[Saved data entries]
────────────────────────────────────────
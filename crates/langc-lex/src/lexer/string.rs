//! String and character literal lexing: the six string forms of §4.7 and
//! the character literal of §4.5.

use crate::token::{CharWidth, StringPostfix, Token, TokenKind};
use crate::unicode::is_ascii_ident_start;
use crate::Lexer;

/// Code points excluded from the 16-bit (`wchar`) BMP fast path: surrogates
/// and the two BMP non-characters.
fn fits_in_bmp(c: char) -> bool {
    let cp = c as u32;
    cp <= 0xFFFD && !(0xD800..=0xDFFF).contains(&cp)
}

impl<'a> Lexer<'a> {
    /// `"…"` — escape string.
    pub fn lex_string(&mut self) -> Token {
        let directive_start = self.cursor.position();
        self.cursor.advance();

        let mut content = String::new();
        loop {
            match self.cursor.current_char() {
                '"' => {
                    self.cursor.advance();
                    break;
                },
                '\0' if self.cursor.is_at_end() => {
                    self.report_unterminated_string(directive_start);
                    break;
                },
                '\\' => {
                    self.cursor.advance();
                    content.push(self.parse_escape().ch);
                },
                c => {
                    content.push(normalize_line_terminator(c));
                    self.cursor.advance();
                },
            }
        }

        Token::string(TokenKind::StringV, content, self.scan_postfix())
    }

    /// `r"…"` — wysiwyg string, closed by `"`.
    pub fn lex_wysiwyg_r(&mut self) -> Token {
        let directive_start = self.cursor.position();
        self.cursor.advance();
        self.cursor.advance();
        let content = self.scan_wysiwyg_body('"', directive_start);
        Token::string(TokenKind::StringV, content, self.scan_postfix())
    }

    /// `` `…` `` — wysiwyg string, closed by a backtick.
    pub fn lex_wysiwyg_backtick(&mut self) -> Token {
        let directive_start = self.cursor.position();
        self.cursor.advance();
        let content = self.scan_wysiwyg_body('`', directive_start);
        Token::string(TokenKind::StringV, content, self.scan_postfix())
    }

    fn scan_wysiwyg_body(&mut self, close: char, directive_start: usize) -> String {
        let mut content = String::new();
        loop {
            let c = self.cursor.current_char();
            if c == close {
                self.cursor.advance();
                break;
            }
            if self.cursor.is_at_end() {
                self.report_unterminated_string(directive_start);
                break;
            }
            content.push(normalize_line_terminator(c));
            self.cursor.advance();
        }
        content
    }

    /// `x"…"` — hex string: hex digits and whitespace, paired into bytes.
    pub fn lex_hex_string(&mut self) -> Token {
        let directive_start = self.cursor.position();
        self.cursor.advance();
        self.cursor.advance();

        let mut nibbles: Vec<u8> = Vec::new();
        loop {
            let c = self.cursor.current_char();
            if c == '"' {
                self.cursor.advance();
                break;
            }
            if self.cursor.is_at_end() {
                self.report_unterminated_string(directive_start);
                break;
            }
            if let Some(d) = c.to_digit(16) {
                nibbles.push(d as u8);
            } else if !c.is_whitespace() {
                self.report_error(format!("non-hex character '{}' in hex string", c));
            }
            self.cursor.advance();
        }

        if nibbles.len() % 2 != 0 {
            self.report_error("hex string has an odd number of hex digits".to_string());
        }

        let mut bytes = Vec::with_capacity(nibbles.len() / 2 + 1);
        let mut chunks = nibbles.chunks_exact(2);
        for pair in &mut chunks {
            bytes.push(pair[0] * 16 + pair[1]);
        }
        if let [last] = chunks.remainder() {
            bytes.push(*last);
        }

        let content: String = bytes.iter().map(|&b| b as char).collect();
        Token::string(TokenKind::XStringV, content, self.scan_postfix())
    }

    /// `q"…"` — delimited string, in its three sub-forms.
    pub fn lex_delimited_string(&mut self) -> Token {
        let directive_start = self.cursor.position();
        self.cursor.advance();
        self.cursor.advance();

        let content = match self.cursor.current_char() {
            '(' => self.scan_bracketed_delimited('(', ')'),
            '[' => self.scan_bracketed_delimited('[', ']'),
            '{' => self.scan_bracketed_delimited('{', '}'),
            '<' => self.scan_bracketed_delimited('<', '>'),
            c if is_ascii_ident_start(c) => self.scan_heredoc_delimited(directive_start),
            c if c.is_whitespace() => {
                self.report_error("whitespace cannot be a delimited-string delimiter".to_string());
                self.scan_single_char_delimited(c, directive_start)
            },
            c => self.scan_single_char_delimited(c, directive_start),
        };

        Token::string(TokenKind::StringV, content, self.scan_postfix())
    }

    fn scan_bracketed_delimited(&mut self, open: char, close: char) -> String {
        self.cursor.advance();
        let mut depth: u32 = 1;
        let mut content = String::new();
        loop {
            let c = self.cursor.current_char();
            if self.cursor.is_at_end() {
                self.report_error("unterminated delimited string".to_string());
                break;
            }
            if c == open {
                depth += 1;
                content.push(c);
                self.cursor.advance();
                continue;
            }
            if c == close {
                depth -= 1;
                if depth == 0 {
                    self.cursor.advance();
                    if self.cursor.current_char() == '"' {
                        self.cursor.advance();
                    } else {
                        self.report_error("expected '\"' after closing delimiter".to_string());
                    }
                    break;
                }
                content.push(c);
                self.cursor.advance();
                continue;
            }
            content.push(normalize_line_terminator(c));
            self.cursor.advance();
        }
        content
    }

    fn scan_heredoc_delimited(&mut self, directive_start: usize) -> String {
        let ident_start = self.cursor.position();
        while is_ascii_ident_start(self.cursor.current_char())
            || self.cursor.current_char().is_ascii_digit()
        {
            self.cursor.advance();
        }
        let sentinel = self.cursor.slice_from(ident_start).to_string();

        // Rest of the opening line must be blank.
        while matches!(self.cursor.current_char(), ' ' | '\t' | '\r') {
            self.cursor.advance();
        }
        if self.cursor.current_char() == '\n' {
            self.cursor.advance();
        } else if !self.cursor.is_at_end() {
            self.report_error("characters following heredoc identifier are not blank".to_string());
            while !self.cursor.is_at_end() && self.cursor.current_char() != '\n' {
                self.cursor.advance();
            }
            if self.cursor.current_char() == '\n' {
                self.cursor.advance();
            }
        }

        let mut content = String::new();
        loop {
            if self.cursor.is_at_end() {
                self.report_unterminated_string(directive_start);
                break;
            }
            let line_start = self.cursor.position();
            while !self.cursor.is_at_end() && self.cursor.current_char() != '\n' {
                self.cursor.advance();
            }
            let line = self.cursor.slice_from(line_start);
            if line == sentinel {
                if self.cursor.current_char() == '\n' {
                    self.cursor.advance();
                }
                if self.cursor.current_char() == '"' {
                    self.cursor.advance();
                } else {
                    self.report_error("expected '\"' closing heredoc string".to_string());
                }
                break;
            }
            content.push_str(line);
            if self.cursor.current_char() == '\n' {
                content.push('\n');
                self.cursor.advance();
            }
        }
        content
    }

    fn scan_single_char_delimited(&mut self, delim: char, directive_start: usize) -> String {
        self.cursor.advance();
        let mut content = String::new();
        loop {
            let c = self.cursor.current_char();
            if c == delim {
                self.cursor.advance();
                if self.cursor.current_char() == '"' {
                    self.cursor.advance();
                } else {
                    self.report_error("expected '\"' after closing delimiter".to_string());
                }
                break;
            }
            if self.cursor.is_at_end() {
                self.report_unterminated_string(directive_start);
                break;
            }
            content.push(normalize_line_terminator(c));
            self.cursor.advance();
        }
        content
    }

    /// `q{…}` — token string: recursively lexes full tokens, tracking brace
    /// depth, and returns the raw source between the opening `{` and the
    /// matching `}`.
    pub fn lex_token_string(&mut self) -> Token {
        self.cursor.advance();
        self.cursor.advance();

        let body_start = self.cursor.position();
        let mut depth: u32 = 1;
        loop {
            if self.cursor.is_at_end() {
                self.report_error("unterminated token string".to_string());
                break;
            }
            let before = self.cursor.position();
            let tok = self.scan();
            match tok.kind {
                TokenKind::LBrace => depth += 1,
                TokenKind::RBrace => {
                    depth -= 1;
                    if depth == 0 {
                        let body = self.cursor.source()[body_start..before].to_string();
                        return Token::string(TokenKind::StringV, body, self.scan_postfix());
                    }
                },
                TokenKind::Eof => {
                    self.report_error("unterminated token string".to_string());
                    break;
                },
                _ => {},
            }
        }
        Token::string(TokenKind::StringV, String::new(), StringPostfix::None)
    }

    /// Consumes an optional trailing `c`/`w`/`d` string postfix.
    fn scan_postfix(&mut self) -> StringPostfix {
        match self.cursor.current_char() {
            'c' => {
                self.cursor.advance();
                StringPostfix::Narrow
            },
            'w' => {
                self.cursor.advance();
                StringPostfix::Wide
            },
            'd' => {
                self.cursor.advance();
                StringPostfix::Dchar
            },
            _ => StringPostfix::None,
        }
    }

    fn report_unterminated_string(&mut self, directive_start: usize) {
        let _ = directive_start;
        self.report_error("unterminated string constant".to_string());
    }

    /// Lexes a character literal per §4.5.
    pub fn lex_char(&mut self) -> Token {
        self.cursor.advance();

        let c = self.cursor.current_char();
        if self.cursor.is_at_end()
            || matches!(c, '\n' | '\r' | '\u{2028}' | '\u{2029}' | '\0' | '\u{1a}')
            || c == '\''
        {
            self.report_error("unterminated character constant".to_string());
            return Token::char_lit(TokenKind::CharV, '?');
        }

        let (ch, width) = if c == '\\' {
            self.cursor.advance();
            let escape = self.parse_escape();
            (escape.ch, escape.width)
        } else if c.is_ascii() {
            self.cursor.advance();
            (c, CharWidth::Narrow)
        } else {
            self.cursor.advance();
            if fits_in_bmp(c) {
                (c, CharWidth::Wide)
            } else {
                (c, CharWidth::Dchar)
            }
        };

        if self.cursor.current_char() == '\'' {
            self.cursor.advance();
        } else {
            self.report_error("unterminated character constant".to_string());
        }

        let kind = match width {
            CharWidth::Narrow => TokenKind::CharV,
            CharWidth::Wide => TokenKind::WCharV,
            CharWidth::Dchar => TokenKind::DCharV,
        };
        Token::char_lit(kind, ch)
    }
}

/// CR and the Unicode line separators normalize to `\n` inside string bodies.
fn normalize_line_terminator(c: char) -> char {
    match c {
        '\r' | '\u{2028}' | '\u{2029}' => '\n',
        other => other,
    }
}
//! Core utilities and foundation types shared across the compiler.
//!
//! This crate provides the pieces that sit underneath the lexer (and, in a
//! fuller compiler, the parser and later stages): string interning, source
//! location tracking, and diagnostic collection. None of it is specific to
//! lexing — it is infrastructure a tokenizer happens to be the first
//! consumer of.

pub mod diagnostic;
pub mod error;
pub mod span;
pub mod symbol;

pub use diagnostic::{Diagnostic, DiagnosticBuilder, DiagnosticCode, Handler, Level, SourceSnippet};
pub use error::{DiagnosticError, SourceMapError, SymbolError};
pub use span::{FileId, SourceFile, SourceMap, Span};
pub use symbol::Symbol;

pub use rustc_hash::FxHashMap;
pub use rustc_hash::FxHashSet;
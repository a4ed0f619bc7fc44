//! Comment skipping and doc-comment canonicalization.
//!
//! Three comment shapes are recognized after a leading `/`: `//` line comments,
//! `/* */` block comments (non-nesting), and `/+ +/` nesting comments. When
//! `do_doc_comment` is enabled, a comment whose third byte repeats the opener's
//! fill character (`/**`, `/++`, `///`) - and which is not the degenerate
//! `/**/` - is canonicalized and attached to whichever following non-comment
//! token picks it up, as either a `line_comment` (something already appeared
//! on this source line) or a `block_comment` (this comment opens the line).

use crate::Lexer;

const MAX_COMMENT_DEPTH: u32 = 100;

impl<'a> Lexer<'a> {
    /// Skips whitespace and comments, harvesting doc comments as it goes.
    ///
    /// On return the cursor sits on the first byte of the next real token (or
    /// at the sentinel). Doc comment text found along the way is staged in
    /// `self.pending_block_comment`/`self.pending_line_comment` for the next
    /// call to attach to the token it produces.
    pub fn skip_whitespace_and_comments(&mut self) {
        if !self.bom_checked {
            self.bom_checked = true;
            if self.cursor.source().starts_with('\u{FEFF}') {
                self.cursor.advance();
            }
            if self.cursor.position() == 0
                && self.cursor.current_char() == '#'
                && self.cursor.peek_char(1) == '!'
            {
                while !self.cursor.is_at_end() && self.cursor.current_char() != '\n' {
                    self.cursor.advance();
                }
            }
        }

        loop {
            match self.cursor.current_char() {
                ' ' | '\t' | '\x0B' | '\x0C' | '\r' | '\n' => {
                    self.cursor.advance();
                },
                '/' => {
                    let on_same_line = self.prev_token_line == self.cursor.line();
                    match self.cursor.peek_char(1) {
                        '/' => self.skip_line_comment(on_same_line),
                        '*' => self.skip_block_comment(on_same_line),
                        '+' => self.skip_nesting_comment(on_same_line),
                        _ => break,
                    }
                },
                _ => break,
            }
        }
    }

    /// `//` to end of line (or EOF).
    fn skip_line_comment(&mut self, on_same_line: bool) {
        let is_doc = self.do_doc_comment
            && self.cursor.peek_char(2) == '/'
            && self.cursor.peek_char(3) != '/';
        let start = self.cursor.position() + 2;
        self.cursor.advance();
        self.cursor.advance();
        while !self.cursor.is_at_end() && self.cursor.current_char() != '\n' {
            self.cursor.advance();
        }
        if is_doc {
            let body = self.cursor.slice_from(start);
            let canon = canonicalize_doc_comment(body, '/');
            self.attach_doc_comment(canon, on_same_line);
        }
    }

    /// `/* ... */`, does not nest. Unterminated at EOF is a diagnostic.
    fn skip_block_comment(&mut self, on_same_line: bool) {
        let is_doc = self.do_doc_comment
            && self.cursor.peek_char(2) == '*'
            && self.cursor.peek_char(3) != '*'
            && self.cursor.peek_char(3) != '/';
        let start = self.cursor.position() + 2;
        self.cursor.advance();
        self.cursor.advance();

        let mut end = None;
        loop {
            if self.cursor.is_at_end() {
                self.report_error("unterminated /* */ comment".to_string());
                break;
            }
            if self.cursor.current_char() == '*' && self.cursor.peek_char(1) == '/' {
                end = Some(self.cursor.position());
                self.cursor.advance();
                self.cursor.advance();
                break;
            }
            self.cursor.advance();
        }

        if is_doc {
            if let Some(end) = end {
                let body = &self.cursor.source()[start..end];
                let canon = canonicalize_doc_comment(body, '*');
                self.attach_doc_comment(canon, on_same_line);
            }
        }
    }

    /// `/+ ... +/`, nests: a counter increments on every inner `/+` and
    /// decrements on every `+/`.
    fn skip_nesting_comment(&mut self, on_same_line: bool) {
        let is_doc = self.do_doc_comment
            && self.cursor.peek_char(2) == '+'
            && self.cursor.peek_char(3) != '+'
            && self.cursor.peek_char(3) != '/';
        let start = self.cursor.position() + 2;
        self.cursor.advance();
        self.cursor.advance();

        let mut depth: u32 = 1;
        let mut end = None;
        loop {
            if self.cursor.is_at_end() {
                self.report_error("unterminated /+ +/ comment".to_string());
                break;
            }
            if self.cursor.current_char() == '/' && self.cursor.peek_char(1) == '+' {
                depth = depth.saturating_add(1).min(MAX_COMMENT_DEPTH);
                self.cursor.advance();
                self.cursor.advance();
                continue;
            }
            if self.cursor.current_char() == '+' && self.cursor.peek_char(1) == '/' {
                depth -= 1;
                self.cursor.advance();
                self.cursor.advance();
                if depth == 0 {
                    end = Some(self.cursor.position() - 2);
                    break;
                }
                continue;
            }
            self.cursor.advance();
        }

        if is_doc {
            if let Some(end) = end {
                let body = &self.cursor.source()[start..end];
                let canon = canonicalize_doc_comment(body, '+');
                self.attach_doc_comment(canon, on_same_line);
            }
        }
    }

    /// Stages a canonicalized doc comment body for the next token, concatenating
    /// with anything already pending for the same slot.
    fn attach_doc_comment(&mut self, body: String, on_same_line: bool) {
        let slot = if on_same_line {
            &mut self.pending_line_comment
        } else {
            &mut self.pending_block_comment
        };
        match slot {
            Some(existing) => {
                existing.push('\n');
                existing.push_str(&body);
            },
            None => *slot = Some(body),
        }
    }
}

/// Canonicalizes a doc comment body: strips leading rows of the fill
/// character, strips a per-line leading fill character, normalizes line
/// endings, trims trailing whitespace per line, ensures a trailing `\n`.
fn canonicalize_doc_comment(body: &str, fill: char) -> String {
    let normalized = body.replace("\r\n", "\n").replace('\r', "\n");
    let mut lines: Vec<&str> = normalized.split('\n').collect();

    while let Some(first) = lines.first() {
        let is_fill_row = !first.is_empty() && first.chars().all(|c| c == fill);
        if !first.trim().is_empty() && !is_fill_row {
            break;
        }
        lines.remove(0);
    }

    let mut out = String::new();
    for line in lines {
        let trimmed_start = line.trim_start();
        let stripped = if let Some(rest) = trimmed_start.strip_prefix(fill) {
            rest.strip_prefix(' ').unwrap_or(rest)
        } else {
            trimmed_start
        };
        out.push_str(stripped.trim_end());
        out.push('\n');
    }
    out
}

#[cfg(test)]
mod tests {
    use super::*;
    use crate::token::TokenKind;
    use langc_util::Handler;

    fn tokens(source: &str) -> Vec<TokenKind> {
        let mut handler = Handler::new();
        let lexer = crate::Lexer::new(source, &mut handler);
        lexer.map(|t| t.kind).collect()
    }

    #[test]
    fn test_skip_whitespace() {
        assert_eq!(tokens("   \t\n  x"), vec![TokenKind::Identifier]);
    }

    #[test]
    fn test_skip_line_comment() {
        assert_eq!(tokens("// a comment\nx"), vec![TokenKind::Identifier]);
    }

    #[test]
    fn test_skip_block_comment() {
        assert_eq!(tokens("/* comment */ x"), vec![TokenKind::Identifier]);
    }

    #[test]
    fn test_nesting_comment_nests() {
        assert_eq!(
            tokens("/+ outer /+ inner +/ still outer +/ 1"),
            vec![TokenKind::Int32V]
        );
    }

    #[test]
    fn test_doc_comment_attaches_to_next_token() {
        let mut handler = Handler::new();
        let mut lexer = crate::Lexer::new("/** hello */\nvoid", &mut handler);
        lexer.do_doc_comment = true;
        let tok = lexer.next_token();
        assert_eq!(tok.kind, crate::TokenKind::Void);
        assert_eq!(tok.block_comment.as_deref(), Some("hello\n"));
    }
}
────────────────────────────────────────
*Task statement*: Whenever "lexing" occurs in a line above, copy that line.

*Answer space*:
//! String and character literal lexing: the six string forms of §4.7 and
//! lexing — it is infrastructure a tokenizer happens to be the first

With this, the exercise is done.